Authors Sites B, Antonakakis JG

Published 5 January 2009 Volume 2009:2 Pages 1—14

DOI https://doi.org/10.2147/LRA.S3444

Review by Single-blind

Peer reviewer comments 6


Brian D Sites1, John G Antonakakis2

1Departments of Anesthesiology and Orthopedic Surgery, Dartmouth Medical School, Dartmouth-Hitchcock Medical Center, Lebanon, New Hampshire, USA; 2Department of Anesthesiology, University of Virginia Health System, Charlottesville, VA, USA

Abstract: Ultrasound guided regional anesthesia (UGRA) for peripheral nerve blockade is becoming increasingly popular.

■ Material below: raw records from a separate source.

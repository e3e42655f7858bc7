use super::*;
use crate::rule::{MessageTemplate, RuleOutcome};
use crate::path_resolver::ValueTree;

fn always_fails(_: &ValueTree) -> RuleOutcome {
    RuleOutcome::fail()
}

#[test]
fn test_standard_catalogue_order() {
    let ids = RuleCatalogue::standard().ids();

    assert_eq!(
        ids,
        vec![
            "certmanager-issuer.email",
            "gitaly.tls",
            "gitaly.tls.praefect",
            "gitaly.extern.repos",
            "sidekiq.queues.mixed",
            "sidekiq.queues.cluster",
            "sidekiq.queues.queueSelector",
            "database.externalLoadBalancing",
            "database.externalLoadBalancing.missingRequirements",
            "database.externalLoadBalancing.hosts",
            "database.externalLoadBalancing.discover",
            "geo.database",
            "geo.secondary.database",
            "webservice.numbers",
            "appConfig.maxRequestDurationSeconds",
            "webservice.webServer",
            "dependencyProxy.puma",
            "webservice.terminationGracePeriodSeconds",
            "task-runner.replicas",
            "registry.sentry.dsn",
            "registry.database.version",
            "registry.database.sslmode",
            "registry.migration.disablemirrorfs",
            "redis.multipleInstances",
            "redis.yml.override",
            "redis.topology.conflict",
            "redis.topology.shape",
            "redis.port",
            "redis.auth.secret",
        ]
    );
}

#[test]
fn test_rule_ids_are_unique() {
    let mut ids = RuleCatalogue::standard().ids();
    let total = ids.len();
    ids.sort_unstable();
    ids.dedup();

    assert_eq!(ids.len(), total);
}

#[test]
fn test_get_by_id() {
    let catalogue = RuleCatalogue::standard();

    assert_eq!(
        catalogue.get("redis.port").map(|rule| rule.id()),
        Some("redis.port")
    );
    assert!(catalogue.get("nope").is_none());
}

#[test]
fn test_with_rule_appends() {
    let rule = ValidationRule::new("custom", MessageTemplate::new("custom"), always_fails);
    let catalogue = RuleCatalogue::from_rules(Vec::new()).with_rule(rule);

    assert_eq!(catalogue.len(), 1);
    assert!(!catalogue.is_empty());
    assert_eq!(catalogue.ids(), vec!["custom"]);
}

#[test]
fn test_default_is_standard() {
    assert_eq!(
        RuleCatalogue::default().len(),
        RuleCatalogue::standard().len()
    );
}
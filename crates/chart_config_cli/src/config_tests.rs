use super::*;
use chart_config::EvaluationStrategy;
use tempfile::TempDir;

#[test]
fn test_cli_config_default() {
    let config = CliConfig::default();

    assert_eq!(config.resolver, ResolverSettings::default());
    assert_eq!(config.output.format, OutputFormat::Json);
}

#[test]
fn test_cli_config_load_full_file() {
    let temp_dir = TempDir::new().expect("Failed to create temp directory");
    let config_path = temp_dir.path().join("chart-config.toml");
    fs::write(
        &config_path,
        r#"
[resolver]
release_name = "gitlab"
evaluation = "parallel"
workers = 8
report_all_failures = true

[output]
format = "yaml"
"#,
    )
    .expect("Failed to write settings");

    let config = CliConfig::load(&config_path).expect("Failed to load settings");

    assert_eq!(config.resolver.release_name, "gitlab");
    assert_eq!(config.resolver.evaluation, EvaluationStrategy::Parallel);
    assert_eq!(config.resolver.workers, 8);
    assert!(config.resolver.report_all_failures);
    assert_eq!(config.output.format, OutputFormat::Yaml);
}

#[test]
fn test_cli_config_load_partial_file() {
    let temp_dir = TempDir::new().expect("Failed to create temp directory");
    let config_path = temp_dir.path().join("chart-config.toml");
    fs::write(&config_path, "[resolver]\nrelease_name = \"prod\"\n")
        .expect("Failed to write settings");

    let config = CliConfig::load(&config_path).expect("Failed to load settings");

    assert_eq!(config.resolver.release_name, "prod");
    assert_eq!(config.resolver.evaluation, EvaluationStrategy::Sequential);
    assert_eq!(config.output.format, OutputFormat::Json);
}

#[test]
fn test_cli_config_load_invalid_toml() {
    let temp_dir = TempDir::new().expect("Failed to create temp directory");
    let config_path = temp_dir.path().join("invalid.toml");
    fs::write(&config_path, "invalid = toml = syntax").expect("Failed to write settings");

    let result = CliConfig::load(&config_path);

    assert!(matches!(result, Err(Error::ParseTomlFile { .. })));
}

#[test]
fn test_cli_config_load_unknown_format() {
    let temp_dir = TempDir::new().expect("Failed to create temp directory");
    let config_path = temp_dir.path().join("chart-config.toml");
    fs::write(&config_path, "[output]\nformat = \"xml\"\n").expect("Failed to write settings");

    let result = CliConfig::load(&config_path);

    assert!(matches!(result, Err(Error::ParseTomlFile { .. })));
}

#[test]
fn test_cli_config_load_nonexistent_file() {
    let result = CliConfig::load(Path::new("nonexistent_settings.toml"));

    assert!(matches!(result, Err(Error::LoadFile { .. })));
}

#[test]
fn test_load_or_default_requires_explicit_file() {
    let result = CliConfig::load_or_default(Some(Path::new("nonexistent_settings.toml")));

    assert!(matches!(result, Err(Error::LoadFile { .. })));
}

#[test]
fn test_default_config_path() {
    assert_eq!(default_config_path(), PathBuf::from("chart-config.toml"));
}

The advantage of ultrasound technology is that it affords the anesthesiologist the real time ability to visualize neural structures, needle advancement, and local anesthetic spread. Recent data suggest that UGRA generates improved success rates and reductions in performance times in comparison to traditional approaches. Further, the use of ultrasound technology in peripheral nerve blocks has provided insight into needle–nerve interactions, revealing distinct limitations of nerve stimulator techniques. Given that UGRA requires a unique set of skills, formal standards and guidelines are currently being developed by leadership societies in order to foster education and training. This review article, in a case vignette format, highlights important techniques, concepts, and limitations regarding the use of ultrasound to facilitate regional anesthesia. Clinically relevant aspects of ultrasound physics are also discussed.